A preliminary study in zero anaphora coreference resolution for Polish

Adam Jan Kaczmarek, Michał Marcińczuk

Abstract


A preliminary study in zero anaphora coreference resolution for Polish

Zero anaphora is an element of the coreference resolution task that has not yet been directly addressed in Polish and, in most studies, it has been left as the most challenging aspect for further investigation. This article presents an initial study of this problem. The preparation of a machine learning approach, alongside engineering features based on linguistic study of the KPWr corpus, is discussed. This study utilizes existing tools for Polish coreference resolution as sources of partial coreferential clusters containing pronoun, noun and named entity mentions. They are also used as baseline zero coreference resolution systems for comparison with our system. The evaluation process is focused not only on clustering correctness, without taking into account types of mentions, using standard CoNLL-2012 measures, but also on the informativeness of the resulting relations. According to the annotation approach used for coreference to the KPWr corpus, only named entities are treated as mentions that are informative enough to constitute a link to real world objects. Consequently, we provide an evaluation of informativeness based on found links between zero anaphoras and named entities. For the same reason, we restrict coreference resolution in this study to mention clusters built around named entities.

 

Wstępne studium rozwiązywania problemu koreferencji anafory zerowej w języku polskim

Koreferencja zerowa, w języku polskim, jest jednym z zagadnień rozpoznawania koreferencji. Dotychczas nie była ona bezpośrednim przedmiotem badań, gdyż ze względu na jej złożoność była pomijana i odsuwana na dalsze etapy badań. Artykuł prezentuje wstępne studium problemu, jakim jest rozpoznawanie koreferencji zerowej. Przedstawiamy podejście wykorzystujące techniki uczenia maszynowego oraz proces tworzenia cech w oparciu o analizę lingwistyczną korpusu KPWr. W przedstawionej pracy wykorzystujemy istniejące narzędzia do rozpoznawania koreferencji dla pozostałych rodzajów wzmianek (tj. nazwy własne, frazy rzeczownikowe oraz zaimki) jako źródło częściowych zbiorów wzmianek odnoszących się do tego samego obiektu, a także jako punkt odniesienia dla uzyskanych przez nas wyników. Ocena skupia się nie tylko na poprawności uzyskanych zbiorów wzmianek, bez względu na ich typ, co odzwierciedlają wyniki podane dla standardowych metryk CoNLL-2012, ale także na wartości informacji, która zostaje uzyskana w wyniku rozpoznania koreferencji.

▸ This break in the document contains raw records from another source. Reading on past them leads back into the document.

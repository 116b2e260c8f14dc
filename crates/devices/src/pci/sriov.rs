//! Single Root I/O Virtualization extended capability.

use std::any::Any;

use super::capabilities::{
    merge_dword, write_u16, write_u32, ConfigBytes, PciExtCapability, PCI_EXT_CAP_ID_SRIOV,
};
use super::config::PciBarDefinition;
use super::error::{PciError, Result};
use super::PciBdf;

pub const PCI_SRIOV_VER: u8 = 1;
pub const PCI_SRIOV_SIZEOF: u16 = 0x40;

pub const PCI_SRIOV_CAP: u16 = 0x04;
pub const PCI_SRIOV_CTRL: u16 = 0x08;
pub const PCI_SRIOV_STATUS: u16 = 0x0a;
pub const PCI_SRIOV_INITIAL_VF: u16 = 0x0c;
pub const PCI_SRIOV_TOTAL_VF: u16 = 0x0e;
pub const PCI_SRIOV_NUM_VF: u16 = 0x10;
pub const PCI_SRIOV_FUNC_LINK: u16 = 0x12;
pub const PCI_SRIOV_VF_OFFSET: u16 = 0x14;
pub const PCI_SRIOV_VF_STRIDE: u16 = 0x16;
pub const PCI_SRIOV_VF_DID: u16 = 0x1a;
pub const PCI_SRIOV_SUP_PGSIZE: u16 = 0x1c;
pub const PCI_SRIOV_SYS_PGSIZE: u16 = 0x20;
pub const PCI_SRIOV_BAR: u16 = 0x24;
pub const PCI_SRIOV_VFM: u16 = 0x3c;

pub const PCI_SRIOV_CTRL_VFE: u16 = 1 << 0;
pub const PCI_SRIOV_CTRL_VFM: u16 = 1 << 1;
pub const PCI_SRIOV_CTRL_INTR: u16 = 1 << 2;
pub const PCI_SRIOV_CTRL_MSE: u16 = 1 << 3;
pub const PCI_SRIOV_CTRL_ARI: u16 = 1 << 4;

/// 4K, 8K, 64K, 256K, 1M and 4M pages.
pub const PCI_SRIOV_SUP_PGSIZE_DEFAULT: u32 = 0x553;

pub const PCI_SRIOV_NUM_BARS: usize = 6;

const CTRL_WRITABLE: u16 = PCI_SRIOV_CTRL_VFE | PCI_SRIOV_CTRL_MSE | PCI_SRIOV_CTRL_ARI;

#[derive(Debug, Clone, Copy, PartialEq, Eq)]
pub struct SriovParams {
    pub vf_device_id: u16,
    pub total_vfs: u16,
    pub initial_vfs: u16,
    pub first_vf_offset: u16,
    pub vf_stride: u16,
}

/// What a control-register write asked the PF to do with its VFs.
#[derive(Debug, Clone, Copy, PartialEq, Eq)]
pub enum SriovControlChange {
    Enable { num_vfs: u16 },
    Disable,
}

#[derive(Debug, Clone, Copy, Default)]
struct VfBarSlot {
    def: Option<PciBarDefinition>,
    base: u64,
    probe: bool,
}

#[derive(Debug, Clone)]
pub struct SriovCapability {
    offset: u16,
    params: SriovParams,
    control: u16,
    num_vfs: u16,
    system_page_size: u32,
    bars: [VfBarSlot; PCI_SRIOV_NUM_BARS],
    pending: Option<SriovControlChange>,
}

impl SriovCapability {
    pub fn new(params: SriovParams) -> Result<Self> {
        if params.total_vfs == 0 {
            return Err(PciError::capability_init("SR-IOV", "TotalVFs must be non-zero"));
        }
        if params.initial_vfs > params.total_vfs {
            return Err(PciError::capability_init(
                "SR-IOV",
                format!(
                    "InitialVFs {} exceeds TotalVFs {}",
                    params.initial_vfs, params.total_vfs
                ),
            ));
        }
        if params.first_vf_offset == 0 {
            return Err(PciError::capability_init(
                "SR-IOV",
                "First VF Offset of zero aliases the PF",
            ));
        }
        if params.total_vfs > 1 && params.vf_stride == 0 {
            return Err(PciError::capability_init(
                "SR-IOV",
                "VF Stride must be non-zero with more than one VF",
            ));
        }
        let last = u32::from(params.first_vf_offset)
            + u32::from(params.total_vfs - 1) * u32::from(params.vf_stride);
        if last > u32::from(u16::MAX) {
            return Err(PciError::capability_init(
                "SR-IOV",
                "VF routing IDs do not fit in 16 bits",
            ));
        }

        Ok(Self {
            offset: 0,
            params,
            control: 0,
            num_vfs: 0,
            system_page_size: 1,
            bars: [VfBarSlot::default(); PCI_SRIOV_NUM_BARS],
            pending: None,
        })
    }

    pub fn params(&self) -> SriovParams {
        self.params
    }

    pub fn total_vfs(&self) -> u16 {
        self.params.total_vfs
    }

    pub fn num_vfs(&self) -> u16 {
        self.num_vfs
    }

    pub fn vf_enabled(&self) -> bool {
        self.control & PCI_SRIOV_CTRL_VFE != 0
    }

    pub fn vf_memory_enabled(&self) -> bool {
        self.control & PCI_SRIOV_CTRL_MSE != 0
    }

    pub fn system_page_size(&self) -> u32 {
        self.system_page_size
    }

    /// Declares the per-VF BAR at `bar`. A 64-bit BAR also claims `bar + 1` for its high dword.
    pub fn set_vf_bar(&mut self, bar: u8, def: PciBarDefinition) -> Result<()> {
        let index = usize::from(bar);
        if index >= PCI_SRIOV_NUM_BARS {
            return Err(PciError::InvalidBar {
                bar,
                reason: "VF BAR index out of range",
            });
        }
        def.check()
            .map_err(|reason| PciError::InvalidBar { bar, reason })?;
        if index > 0 && self.bars[index - 1].def.is_some_and(|d| d.is_64bit()) {
            return Err(PciError::InvalidBar {
                bar,
                reason: "slot holds the high dword of a 64-bit VF BAR",
            });
        }
        if def.is_64bit() {
            if index + 1 >= PCI_SRIOV_NUM_BARS {
                return Err(PciError::InvalidBar {
                    bar,
                    reason: "64-bit VF BAR cannot occupy the last slot",
                });
            }
            if self.bars[index + 1].def.is_some() {
                return Err(PciError::InvalidBar {
                    bar,
                    reason: "high dword slot is already defined",
                });
            }
        }

        self.bars[index] = VfBarSlot {
            def: Some(def),
            base: 0,
            probe: false,
        };
        Ok(())
    }

    pub fn vf_bar_definition(&self, bar: u8) -> Option<PciBarDefinition> {
        self.bars.get(usize::from(bar)).and_then(|slot| slot.def)
    }

    pub fn vf_bar_base(&self, bar: u8) -> Option<u64> {
        let slot = self.bars.get(usize::from(bar))?;
        slot.def.map(|_| slot.base)
    }

    /// Address of VF `index`'s instance of `bar`: the VF BAR array is packed back to back.
    pub fn vf_bar_address(&self, bar: u8, index: u16) -> Option<u64> {
        let slot = self.bars.get(usize::from(bar))?;
        let def = slot.def?;
        def.size()
            .checked_mul(u64::from(index))
            .and_then(|delta| slot.base.checked_add(delta))
    }

    /// Routing ID of VF slot `index`, or `None` past TotalVFs or off the end of the RID space.
    pub fn vf_routing_id(&self, pf: PciBdf, index: u16) -> Option<PciBdf> {
        if index >= self.params.total_vfs {
            return None;
        }
        let delta = u32::from(self.params.first_vf_offset)
            + u32::from(index) * u32::from(self.params.vf_stride);
        pf.offset_by(u16::try_from(delta).ok()?)
    }

    /// Programs NumVFs as a guest write would. Ignored while VF Enable is set.
    pub fn set_num_vfs(&mut self, num_vfs: u16) {
        if self.vf_enabled() {
            return;
        }
        self.num_vfs = num_vfs.min(self.params.total_vfs);
    }

    /// Flips VF Enable as a guest write would, recording the resulting change.
    pub fn set_vf_enable(&mut self, enable: bool) {
        let control = if enable {
            self.control | PCI_SRIOV_CTRL_VFE
        } else {
            self.control & !PCI_SRIOV_CTRL_VFE
        };
        self.write_control(control);
    }

    /// Returns the VF Enable transition caused by the most recent control write, if any.
    pub fn take_pending_change(&mut self) -> Option<SriovControlChange> {
        self.pending.take()
    }

    pub fn reset(&mut self) {
        self.control = 0;
        self.num_vfs = 0;
        self.system_page_size = 1;
        self.pending = None;
        for slot in &mut self.bars {
            slot.probe = false;
        }
    }

    fn write_control(&mut self, value: u16) {
        let old = self.control;
        self.control = value & CTRL_WRITABLE;

        let was = old & PCI_SRIOV_CTRL_VFE != 0;
        let now = self.vf_enabled();
        self.pending = match (was, now) {
            (false, true) => Some(SriovControlChange::Enable {
                num_vfs: self.num_vfs,
            }),
            (true, false) => Some(SriovControlChange::Disable),
            _ => self.pending,
        };
    }

    fn read_bar_register(&self, index: usize) -> u32 {
        let slot = &self.bars[index];
        if let Some(def) = slot.def {
            return def.encode_low(slot.base, slot.probe);
        }
        if index > 0 {
            let low = &self.bars[index - 1];
            if let Some(def) = low.def.filter(|d| d.is_64bit()) {
                return def.encode_high(low.base, low.probe);
            }
        }
        0
    }

    fn write_bar_register(&mut self, index: usize, value: u32) {
        if let Some(def) = self.bars[index].def {
            let slot = &mut self.bars[index];
            if value == 0xFFFF_FFFF {
                slot.probe = true;
                return;
            }
            let high = if def.is_64bit() { slot.base >> 32 } else { 0 };
            slot.base = def.mask_base(u64::from(value) | (high << 32));
            slot.probe = false;
            return;
        }
        if index == 0 {
            return;
        }
        let low = &mut self.bars[index - 1];
        let Some(def) = low.def.filter(|d| d.is_64bit()) else {
            return;
        };
        if value == 0xFFFF_FFFF {
            low.probe = true;
            return;
        }
        low.base = def.mask_base((low.base & 0xFFFF_FFFF) | (u64::from(value) << 32));
        low.probe = false;
    }

    fn read_dword(&self, offset: u16) -> u32 {
        match offset {
            PCI_SRIOV_CTRL => u32::from(self.control),
            PCI_SRIOV_NUM_VF => u32::from(self.num_vfs),
            PCI_SRIOV_SYS_PGSIZE => self.system_page_size,
            off if (PCI_SRIOV_BAR..PCI_SRIOV_VFM).contains(&off) => {
                self.read_bar_register(usize::from((off - PCI_SRIOV_BAR) / 4))
            }
            _ => 0,
        }
    }
}

impl PciExtCapability for SriovCapability {
    fn id(&self) -> u16 {
        PCI_EXT_CAP_ID_SRIOV
    }

    fn version(&self) -> u8 {
        PCI_SRIOV_VER
    }

    fn offset(&self) -> u16 {
        self.offset
    }

    fn set_offset(&mut self, offset: u16) {
        self.offset = offset;
    }

    fn len(&self) -> u16 {
        PCI_SRIOV_SIZEOF
    }

    fn sync_to_config(&self, config: &mut ConfigBytes) {
        let base = usize::from(self.offset);
        let at = |reg: u16| base + usize::from(reg);
        write_u32(config, at(PCI_SRIOV_CAP), 0);
        write_u16(config, at(PCI_SRIOV_CTRL), self.control);
        write_u16(config, at(PCI_SRIOV_STATUS), 0);
        write_u16(config, at(PCI_SRIOV_INITIAL_VF), self.params.initial_vfs);
        write_u16(config, at(PCI_SRIOV_TOTAL_VF), self.params.total_vfs);
        write_u16(config, at(PCI_SRIOV_NUM_VF), self.num_vfs);
        write_u16(config, at(PCI_SRIOV_FUNC_LINK), 0);
        write_u16(config, at(PCI_SRIOV_VF_OFFSET), self.params.first_vf_offset);
        write_u16(config, at(PCI_SRIOV_VF_STRIDE), self.params.vf_stride);
        write_u16(config, at(PCI_SRIOV_VF_DID), self.params.vf_device_id);
        write_u32(config, at(PCI_SRIOV_SUP_PGSIZE), PCI_SRIOV_SUP_PGSIZE_DEFAULT);
        write_u32(config, at(PCI_SRIOV_SYS_PGSIZE), self.system_page_size);
        for index in 0..PCI_SRIOV_NUM_BARS {
            let reg = PCI_SRIOV_BAR + (index as u16) * 4;
            write_u32(config, at(reg), self.read_bar_register(index));
        }
        write_u32(config, at(PCI_SRIOV_VFM), 0);
    }

    fn write_config(&mut self, offset: u16, size: usize, value: u32) {
        let dword = offset & !3;
        let (merged, _) = merge_dword(self.read_dword(dword), offset, size, value);
        match dword {
            PCI_SRIOV_CTRL => self.write_control(merged as u16),
            PCI_SRIOV_NUM_VF => self.set_num_vfs(merged as u16),
            PCI_SRIOV_SYS_PGSIZE => {
                let size = merged & PCI_SRIOV_SUP_PGSIZE_DEFAULT;
                if size.is_power_of_two() {
                    self.system_page_size = size;
                }
            }
            off if (PCI_SRIOV_BAR..PCI_SRIOV_VFM).contains(&off) => {
                self.write_bar_register(usize::from((off - PCI_SRIOV_BAR) / 4), merged);
            }
            _ => {}
        }
    }

    fn as_any(&self) -> &dyn Any {
        self
    }

    fn as_any_mut(&mut self) -> &mut dyn Any {
        self
    }
}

W nawiązaniu do założeń anotacji korpusu KPWr, jedynie nazwy własne traktowane są jako wzmianki, które zawierają w sobie wystarczająco szczegółową informację, aby można było powiązać je z obiektami rzeczywistymi. W konsekwencji dostarczamy także ocenę opartą na wartości informacji dla podmiotów domyślnych połączonych relacją koreferencji z nazwami własnymi. Z tą samą motywacją rozpatrujemy jedynie zbiory wzmianek koreferencyjnych zbudowane wokół nazw własnych.


Keywords


coreference; zero subject; zero anaphora coreference in Polish

Full Text:

PDF (in English)

References


Bagga, A., & Baldwin, B. (1998). Algorithms for scoring coreference chains. In The First International Conference on Language Resources and Evaluation Workshop on Linguistics Coreference (pp. 563–566).

Broda, B., Burdka, L., & Maziarz, M. (2012). IKAR: An improved kit for anaphora resolution for Polish. In Proceedings of COLING 2012: Demonstration papers (pp. 25–32). COLING 2012, Mumbai, December 2012.

Broda, B., Marcińczuk, M., Maziarz, M., Radziszewski, A., & Wardyński, A. (2012). KPWr: Towards a free corpus of Polish. In N. Calzolari, K. Choukri, T. Declerck, M. Uğur Doğan, B. Maegaard, J. Mariani, J. Odijk, & S. Piperidis (Eds.), Proceedings of the Eight International Conference on Language Resources and Evaluation (LREC'12). Istanbul, Turkey: European Language Resources Association (ELRA).

Chen, C., & Ng, V. (2015). Chinese zero pronoun resolution: A joint unsupervised discourse-aware model rivaling state-of-the-art resolvers. In Proceedings of the 53rd Annual Meeting of the Association for Computational Linguistics and the 7th International Joint Conference on Natural Language Processing (Vol. 2, Short Papers, pp. 320–326). Association for Computational Linguistics. https://doi.org/10.3115/v1/P15-2053

Dunin-Keplicz, B. (1983). Towards better understanding of anaphora. In A. Zampolli & G. Ferrari (Eds.), EACL 1983, 1st Conference of the European Chapter of the Association for Computational Linguistics, September 1-2, 1983, Pisa, Italy (pp. 139–143). Association for Computer Linguistics. https://doi.org/10.3115/980092.980116

Hall, M., Frank, E., Holmes, G., Pfahringer, B., Reutemann, P., & Witten, I. H. (2009). The WEKA data mining software: An update. ACM SIGKDD Explorations Newsletter, 11(1), 10–18. https://doi.org/10.1145/1656274.1656278

Iida, R., Torisawa, K., Hashimoto, C., Oh, J.-H., & Kloetzer, J. (2015). Intra-sentential zero anaphora resolution using subject sharing recognition. In Proceedings of the 2015 Conference on Empirical Methods in Natural Language Processing (pp. 2179–2189). Lisbon, Portugal: Association for Computational Linguistics. https://doi.org/10.18653/v1/D15-1260

Kaczmarek, A., & Marcińczuk, M. (2015a). Evaluation of coreference resolution tools for Polish from the information extraction perspective. In Proceedings of the Workshop: The 5th Workshop on Balto-Slavic Natural Language Processing, BSNLP 2015.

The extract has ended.